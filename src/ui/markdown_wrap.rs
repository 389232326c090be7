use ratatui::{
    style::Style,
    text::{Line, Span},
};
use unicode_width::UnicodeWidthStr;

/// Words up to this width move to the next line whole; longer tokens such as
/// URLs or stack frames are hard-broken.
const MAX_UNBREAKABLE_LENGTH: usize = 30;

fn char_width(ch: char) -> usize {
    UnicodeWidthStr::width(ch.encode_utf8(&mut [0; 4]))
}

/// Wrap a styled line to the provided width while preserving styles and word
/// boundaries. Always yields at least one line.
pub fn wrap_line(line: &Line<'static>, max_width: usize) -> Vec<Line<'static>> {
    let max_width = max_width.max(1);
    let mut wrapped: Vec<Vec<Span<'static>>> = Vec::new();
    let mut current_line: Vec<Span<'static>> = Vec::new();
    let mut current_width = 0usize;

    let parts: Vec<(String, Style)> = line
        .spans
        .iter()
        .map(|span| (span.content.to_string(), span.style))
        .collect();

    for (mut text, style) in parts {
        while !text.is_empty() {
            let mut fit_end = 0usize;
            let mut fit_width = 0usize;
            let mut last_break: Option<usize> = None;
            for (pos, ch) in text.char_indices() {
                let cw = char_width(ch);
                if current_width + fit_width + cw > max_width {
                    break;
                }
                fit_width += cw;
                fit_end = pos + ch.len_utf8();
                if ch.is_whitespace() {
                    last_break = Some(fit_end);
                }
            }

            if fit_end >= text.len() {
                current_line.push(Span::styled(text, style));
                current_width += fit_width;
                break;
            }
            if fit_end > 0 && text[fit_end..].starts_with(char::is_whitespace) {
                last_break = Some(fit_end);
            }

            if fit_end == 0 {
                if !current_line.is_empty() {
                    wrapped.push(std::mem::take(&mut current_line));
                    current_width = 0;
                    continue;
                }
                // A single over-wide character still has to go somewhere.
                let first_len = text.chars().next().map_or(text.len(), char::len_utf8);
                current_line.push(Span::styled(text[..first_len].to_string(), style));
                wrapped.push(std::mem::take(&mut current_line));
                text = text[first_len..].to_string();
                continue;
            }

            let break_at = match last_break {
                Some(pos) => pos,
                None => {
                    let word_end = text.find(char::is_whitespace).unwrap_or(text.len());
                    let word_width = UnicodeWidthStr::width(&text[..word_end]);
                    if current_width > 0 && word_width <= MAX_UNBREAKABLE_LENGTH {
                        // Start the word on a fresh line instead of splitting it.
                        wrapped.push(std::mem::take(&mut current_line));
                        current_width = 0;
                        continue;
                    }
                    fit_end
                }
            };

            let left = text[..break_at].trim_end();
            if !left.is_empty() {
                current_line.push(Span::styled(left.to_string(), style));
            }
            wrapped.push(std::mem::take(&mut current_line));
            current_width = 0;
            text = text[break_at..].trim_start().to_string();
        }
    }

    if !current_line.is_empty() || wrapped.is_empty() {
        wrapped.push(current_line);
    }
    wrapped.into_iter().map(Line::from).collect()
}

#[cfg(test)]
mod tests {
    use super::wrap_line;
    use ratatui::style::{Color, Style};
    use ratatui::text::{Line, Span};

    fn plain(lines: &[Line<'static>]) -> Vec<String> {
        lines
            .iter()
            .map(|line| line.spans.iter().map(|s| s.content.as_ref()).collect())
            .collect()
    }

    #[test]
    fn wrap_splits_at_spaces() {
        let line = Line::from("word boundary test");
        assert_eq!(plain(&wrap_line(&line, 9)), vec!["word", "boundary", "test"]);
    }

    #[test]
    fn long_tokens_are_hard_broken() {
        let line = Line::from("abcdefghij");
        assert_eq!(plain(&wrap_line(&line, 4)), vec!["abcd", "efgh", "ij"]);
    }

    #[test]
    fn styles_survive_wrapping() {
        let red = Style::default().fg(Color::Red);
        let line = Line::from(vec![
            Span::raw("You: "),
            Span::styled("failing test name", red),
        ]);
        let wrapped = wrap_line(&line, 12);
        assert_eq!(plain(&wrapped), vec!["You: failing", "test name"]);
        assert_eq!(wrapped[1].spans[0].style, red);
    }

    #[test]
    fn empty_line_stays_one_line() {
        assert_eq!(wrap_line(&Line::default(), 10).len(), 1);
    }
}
===
* Prompt:
Above are the records; from them, give again exactly the lines from the one containing "wrapped.push(current_line);" to the one containing "fn plain(lines: &[Line<'static>])", both lines included, and nothing more.

* Answer section:
        wrapped.push(current_line);
    }
    wrapped.into_iter().map(Line::from).collect()
}

#[cfg(test)]
mod tests {
    use super::wrap_line;
    use ratatui::style::{Color, Style};
    use ratatui::text::{Line, Span};

    fn plain(lines: &[Line<'static>]) -> Vec<String> {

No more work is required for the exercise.